### Task objective
From the listing below, copy only the lines from the line that contains "let json = serde_json::to_string(&payload)?;" to the line that contains "let logits = array![[0.5f32, -1.0], [2.0, 0.25], [0.0, 0.125]];", counting those two lines as part of the copy.

-=-=-=-=-

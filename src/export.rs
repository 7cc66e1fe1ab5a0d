//! Benchmark results persistence.
//!
//! The test reporting path can persist the raw whole-graph logits so an
//! external scorer can consume them. The file is JSON: category name, shape,
//! and one row of logits per category node.

use std::fs;
use std::path::Path;

use ndarray::Array2;
use serde::{Deserialize, Serialize};

use crate::errors::HgnnError;

#[derive(Debug, Serialize, Deserialize)]
struct ResultsFile {
    category: String,
    num_nodes: usize,
    num_classes: usize,
    logits: Vec<Vec<f32>>,
}

/// Write the logits for the full category node set to `path`, overwriting
/// any existing file.
pub fn save_logits(path: &Path, category: &str, logits: &Array2<f32>) -> Result<(), HgnnError> {
    let rows: Vec<Vec<f32>> = logits.outer_iter().map(|row| row.to_vec()).collect();
    let payload = ResultsFile {
        category: category.to_string(),
        num_nodes: logits.nrows(),
        num_classes: logits.ncols(),
        logits: rows,
    };
    let json = serde_json::to_string(&payload)?;
    fs::write(path, json)?;
    Ok(())
}

/// Read a results file back into a logits matrix. Mainly for consumers and
/// tests; training never reads one.
pub fn load_logits(path: &Path) -> Result<(String, Array2<f32>), HgnnError> {
    let json = fs::read_to_string(path)?;
    let payload: ResultsFile = serde_json::from_str(&json)?;
    let flat: Vec<f32> = payload.logits.into_iter().flatten().collect();
    let logits = Array2::from_shape_vec((payload.num_nodes, payload.num_classes), flat)
        .map_err(HgnnError::from)?;
    Ok((payload.category, logits))
}

#[cfg(test)]
mod tests {
    use super::*;
    use ndarray::array;

    #[test]
    fn save_load_roundtrip() {
        let dir = tempfile::tempdir().unwrap();
        let path = dir.path().join("results.json");
        let logits = array![[0.5f32, -1.0], [2.0, 0.25], [0.0, 0.125]];

        save_logits(&path, "paper", &logits).unwrap();
        let (category, loaded) = load_logits(&path).unwrap();
        assert_eq!(category, "paper");
        assert_eq!(loaded, logits);
    }

    #[test]
    fn unwritable_path_is_an_error() {
        let logits = array![[0.0f32]];
        let path = Path::new("/definitely/not/a/real/dir/results.json");
        assert!(save_logits(path, "paper", &logits).is_err());
    }
}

-=-=-=-=-

### Task response
    let json = serde_json::to_string(&payload)?;
    fs::write(path, json)?;
    Ok(())
}

/// Read a results file back into a logits matrix. Mainly for consumers and
/// tests; training never reads one.
pub fn load_logits(path: &Path) -> Result<(String, Array2<f32>), HgnnError> {
    let json = fs::read_to_string(path)?;
    let payload: ResultsFile = serde_json::from_str(&json)?;
    let flat: Vec<f32> = payload.logits.into_iter().flatten().collect();
    let logits = Array2::from_shape_vec((payload.num_nodes, payload.num_classes), flat)
        .map_err(HgnnError::from)?;
    Ok((payload.category, logits))
}

#[cfg(test)]
mod tests {
    use super::*;
    use ndarray::array;

    #[test]
    fn save_load_roundtrip() {
        let dir = tempfile::tempdir().unwrap();
        let path = dir.path().join("results.json");
        let logits = array![[0.5f32, -1.0], [2.0, 0.25], [0.0, 0.125]];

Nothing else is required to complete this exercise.